Den Haag
Ons kenmerk
1 juni 2006
PLW/2006/46867
Onderwerp
Tweede ronde pilots met Associate-degreeprogramma’s
Geachte leden van het College van Bestuur, geachte leden van de Centrale directie,
Hierbij nodig ik u, mede namens de minister van Landbouw, Natuur en Voedselkwaliteit, uit om aanvragen in te dienen voor de tweede ronde pilots met Associate-degreeprogramma’s (Ad-programma’s). Zoals bekend, start de eerste ronde pilots per september van dit jaar. Elf hogescholen zullen dan met een Adprogramma starten. De tweede ronde pilots heeft een beoogde start in 2007. Over die tweede ronde gaat deze brief.
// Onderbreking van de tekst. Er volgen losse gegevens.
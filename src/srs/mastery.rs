//! Rough projection of how far an item is from being "mastered".
//!
//! This is a progress-display heuristic. It assumes every remaining review is
//! perfect and uses a fixed ease of 2.5 regardless of the item's real ease
//! factor, so it must not feed back into scheduling.

/// Interval, in days, at which an item counts as well-learned
pub const DEFAULT_MASTERY_TARGET_DAYS: u32 = 30;

const PROJECTED_EASE_FACTOR: f64 = 2.5;

/// Days of further review until the interval reaches `target_interval`.
///
/// A never-reviewed item (interval 0) is projected from a 1-day interval,
/// which is what its first successful review would give it.
pub fn estimate_days_to_mastery(current_interval: u32, target_interval: u32) -> u32 {
  if current_interval >= target_interval {
    return 0;
  }

  let mut interval = current_interval.max(1);
  let mut days: u32 = 0;
  while interval < target_interval {
    days = days.saturating_add(interval);
    interval = (f64::from(interval) * PROJECTED_EASE_FACTOR).round() as u32;
  }
  days
}

pub fn estimate_days_to_mastery_default(current_interval: u32) -> u32 {
  estimate_days_to_mastery(current_interval, DEFAULT_MASTERY_TARGET_DAYS)
}

pub fn is_mastered(interval: u32, target_interval: u32) -> bool {
  interval >= target_interval
}

#[cfg(test)]
mod tests {
  use super::*;

  #[test]
  fn test_already_mastered() {
    assert_eq!(estimate_days_to_mastery_default(30), 0);
    assert_eq!(estimate_days_to_mastery_default(90), 0);
  }

  #[test]
  fn test_from_one_day() {
    // 1 -> 3 -> 8 -> 20 -> 50
    assert_eq!(estimate_days_to_mastery_default(1), 1 + 3 + 8 + 20);
  }

  #[test]
  fn test_from_six_days() {
    // 6 -> 15 -> 38
    assert_eq!(estimate_days_to_mastery_default(6), 21);
  }

  #[test]
  fn test_never_reviewed_projects_from_one_day() {
    assert_eq!(estimate_days_to_mastery_default(0), estimate_days_to_mastery_default(1));
  }

  #[test]
  fn test_custom_target() {
    assert_eq!(estimate_days_to_mastery(6, 7), 6);
    assert_eq!(estimate_days_to_mastery(20, 20), 0);
    assert_eq!(estimate_days_to_mastery(0, 0), 0);
  }

  #[test]
  fn test_large_target_terminates() {
    let days = estimate_days_to_mastery(1, u32::MAX);
    assert!(days > 0);
  }

  #[test]
  fn test_is_mastered() {
    assert!(is_mastered(30, DEFAULT_MASTERY_TARGET_DAYS));
    assert!(!is_mastered(29, DEFAULT_MASTERY_TARGET_DAYS));
  }
}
Eerder (in mijn brief van 31 december 2005 met kenmerk PLW/2005/104399) heb ik u laten weten dat ik aan de Tweede Kamer een brief heb toegezegd over de tweede ronde pilots voordat die ronde van start gaat. In het Algemeen Overleg van 13 december 2005 bleek de Tweede Kamer de behoefte te hebben zich nog over de inrichting van de tweede ronde te kunnen uitspreken. Op korte termijn zal ik de Kamer over mijn voornemens ten aanzien van die ronde informeren. Gelet op de beoogde start van de tweede ronde in 2007, informeer ik u nu alvast. Mijn keuzes ten aanzien van de inrichting van de tweede ronde, zijn dus wel onder voorbehoud van goedkeuring ervan door de Tweede Kamer. 1. Deelronde 2A en deelronde 2B Anders dan in mijn eerdere brieven over de Ad-programma’s (toen nog: ‘korte programma’s’ genoemd) was voorzien, heb ik besloten de tweede ronde pilots op te splitsen in twee deelrondes, een deelronde 2A en een deelronde 2B. •
De Ad-programma’s die deel uitmaken van deelronde 2A kunnen starten in februari 2007 of, indien de betreffende hogeschool dat wenst, op een later moment in het studiejaar 2006-2007.
•
De Ad-programma’s die deel uitmaken van deelronde 2B starten in het studiejaar 2007-2008.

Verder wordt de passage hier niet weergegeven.